(Stored data entries)

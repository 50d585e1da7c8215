use std::sync::Arc;

use tracing::debug;

use crate::database::models::{Bookmark, BookmarkFilter, BookmarkPatch, NewBookmark};
use crate::database::store::{EntityStore, StoreError};
use crate::services::error::ServiceError;
use crate::services::ownership::authorize;

/// Validated input for a new bookmark
#[derive(Debug, Clone)]
pub struct CreateBookmark {
    pub title: String,
    pub link: String,
    pub description: Option<String>,
}

/// Owner-scoped bookmark operations. Every call names the caller explicitly,
/// and a bookmark owned by someone else is reported exactly like a missing one.
#[derive(Clone)]
pub struct BookmarkService {
    store: Arc<dyn EntityStore<Bookmark>>,
}

impl BookmarkService {
    pub fn new(store: Arc<dyn EntityStore<Bookmark>>) -> Self {
        Self { store }
    }

    pub async fn create(&self, caller_id: i64, input: CreateBookmark) -> Result<Bookmark, ServiceError> {
        let draft = NewBookmark {
            owner_id: caller_id,
            title: input.title,
            link: input.link,
            description: input.description,
        };
        let bookmark = self.store.create(draft).await?;
        debug!("User {} created bookmark {}", caller_id, bookmark.id);
        Ok(bookmark)
    }

    pub async fn list_owned(&self, caller_id: i64) -> Result<Vec<Bookmark>, ServiceError> {
        let mut bookmarks = self.store.list(&BookmarkFilter::owned_by(caller_id)).await?;
        // guard every disclosed row, not just single fetches
        bookmarks.retain(|b| authorize(b, caller_id).is_allowed());
        Ok(bookmarks)
    }

    pub async fn get_owned(&self, caller_id: i64, id: i64) -> Result<Bookmark, ServiceError> {
        self.fetch_owned(caller_id, id).await
    }

    pub async fn update_owned(
        &self,
        caller_id: i64,
        id: i64,
        patch: BookmarkPatch,
    ) -> Result<Bookmark, ServiceError> {
        self.fetch_owned(caller_id, id).await?;
        let bookmark = self.store.update(id, patch).await?;
        debug!("User {} updated bookmark {}", caller_id, id);
        Ok(bookmark)
    }

    pub async fn delete_owned(&self, caller_id: i64, id: i64) -> Result<(), ServiceError> {
        self.fetch_owned(caller_id, id).await?;
        self.store.delete(id).await?;
        debug!("User {} deleted bookmark {}", caller_id, id);
        Ok(())
    }

    async fn fetch_owned(&self, caller_id: i64, id: i64) -> Result<Bookmark, ServiceError> {
        let bookmark = match self.store.get(id).await {
            Ok(bookmark) => bookmark,
            Err(StoreError::NotFound { .. }) => return Err(not_found(id)),
            Err(other) => return Err(other.into()),
        };

        if !authorize(&bookmark, caller_id).is_allowed() {
            debug!(
                "Ownership check denied user {} access to bookmark {} (owner {})",
                caller_id, id, bookmark.owner_id
            );
            return Err(not_found(id));
        }
        Ok(bookmark)
    }
}

fn not_found(id: i64) -> ServiceError {
    ServiceError::NotFound(format!("bookmark {}", id))
}

#[cfg(test)]
mod tests {
    use super::*;
    use crate::database::memory::MemoryStore;
    use crate::database::models::{NewUser, User};

    async fn setup() -> (Arc<MemoryStore>, BookmarkService) {
        let store = Arc::new(MemoryStore::new());
        let service = BookmarkService::new(store.clone());
        (store, service)
    }

    async fn add_user(store: &MemoryStore, email: &str) -> i64 {
        let draft = NewUser {
            email: email.to_string(),
            password_hash: "hash".to_string(),
            first_name: None,
            last_name: None,
        };
        EntityStore::<User>::create(store, draft).await.unwrap().id
    }

    fn input(title: &str) -> CreateBookmark {
        CreateBookmark {
            title: title.to_string(),
            link: "http://x".to_string(),
            description: Some("about x".to_string()),
        }
    }

    #[tokio::test]
    async fn create_sets_owner_to_caller() {
        let (store, service) = setup().await;
        let uid = add_user(&store, "a@x.com").await;

        let bookmark = service.create(uid, input("First")).await.unwrap();
        assert_eq!(bookmark.owner_id, uid);
        assert_eq!(bookmark.title, "First");
    }

    #[tokio::test]
    async fn other_users_cannot_see_bookmark() {
        let (store, service) = setup().await;
        let owner = add_user(&store, "a@x.com").await;
        let other = add_user(&store, "b@x.com").await;
        let bookmark = service.create(owner, input("First")).await.unwrap();

        let err = service.get_owned(other, bookmark.id).await.unwrap_err();
        assert!(matches!(err, ServiceError::NotFound(_)));
    }

    #[tokio::test]
    async fn denied_and_absent_look_the_same() {
        let (store, service) = setup().await;
        let owner = add_user(&store, "a@x.com").await;
        let other = add_user(&store, "b@x.com").await;
        let bookmark = service.create(owner, input("First")).await.unwrap();

        let denied = service.get_owned(other, bookmark.id).await.unwrap_err();
        service.delete_owned(owner, bookmark.id).await.unwrap();
        let absent = service.get_owned(other, bookmark.id).await.unwrap_err();

        assert_eq!(denied.to_string(), absent.to_string());
    }

    #[tokio::test]
    async fn update_changes_only_supplied_fields() {
        let (store, service) = setup().await;
        let owner = add_user(&store, "a@x.com").await;
        let before = service.create(owner, input("First")).await.unwrap();

        let patch = BookmarkPatch {
            title: Some("X".to_string()),
            ..Default::default()
        };
        let updated = service.update_owned(owner, before.id, patch).await.unwrap();

        assert_eq!(updated.title, "X");
        assert_eq!(updated.link, before.link);
        assert_eq!(updated.description, before.description);
        assert_eq!(updated.created_at, before.created_at);
        assert!(updated.updated_at >= before.updated_at);
    }

    #[tokio::test]
    async fn foreign_update_and_delete_leave_bookmark_intact() {
        let (store, service) = setup().await;
        let owner = add_user(&store, "a@x.com").await;
        let other = add_user(&store, "b@x.com").await;
        let bookmark = service.create(owner, input("First")).await.unwrap();

        let patch = BookmarkPatch {
            title: Some("hijacked".to_string()),
            ..Default::default()
        };
        assert!(matches!(
            service.update_owned(other, bookmark.id, patch).await,
            Err(ServiceError::NotFound(_))
        ));
        assert!(matches!(
            service.delete_owned(other, bookmark.id).await,
            Err(ServiceError::NotFound(_))
        ));

        let stored = service.get_owned(owner, bookmark.id).await.unwrap();
        assert_eq!(stored, bookmark);
    }

    #[tokio::test]
    async fn second_delete_is_not_found() {
        let (store, service) = setup().await;
        let owner = add_user(&store, "a@x.com").await;
        let bookmark = service.create(owner, input("First")).await.unwrap();

        service.delete_owned(owner, bookmark.id).await.unwrap();
        assert!(matches!(
            service.get_owned(owner, bookmark.id).await,
            Err(ServiceError::NotFound(_))
        ));
        assert!(matches!(
            service.delete_owned(owner, bookmark.id).await,
            Err(ServiceError::NotFound(_))
        ));
    }

    #[tokio::test]
    async fn list_owned_excludes_other_users() {
        let (store, service) = setup().await;
        let a = add_user(&store, "a@x.com").await;
        let b = add_user(&store, "b@x.com").await;
        service.create(a, input("a1")).await.unwrap();
        service.create(b, input("b1")).await.unwrap();
        service.create(a, input("a2")).await.unwrap();

        let owned = service.list_owned(a).await.unwrap();
        assert_eq!(owned.len(), 2);
        assert!(owned.iter().all(|bm| bm.owner_id == a));

        assert!(service.list_owned(999).await.unwrap().is_empty());
    }

    #[tokio::test]
    async fn scenario_create_list_deny_delete() {
        let (store, service) = setup().await;
        let uid = add_user(&store, "a@x.com").await;
        assert_eq!(uid, 1);

        let bookmark = service
            .create(
                uid,
                CreateBookmark {
                    title: "First".to_string(),
                    link: "http://x".to_string(),
                    description: None,
                },
            )
            .await
            .unwrap();

        let listed = service.list_owned(uid).await.unwrap();
        assert_eq!(listed.len(), 1);
        assert_eq!(listed[0].id, bookmark.id);
        assert_eq!(listed[0].title, "First");

        assert!(matches!(
            service.get_owned(2, bookmark.id).await,
            Err(ServiceError::NotFound(_))
        ));

        service.delete_owned(uid, bookmark.id).await.unwrap();
        assert!(service.list_owned(uid).await.unwrap().is_empty());
    }
}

[Exercise objective]:
Work out how many lines in the data hold the word "BookmarkService"; reply with the number alone.

[Solution for this task]:
4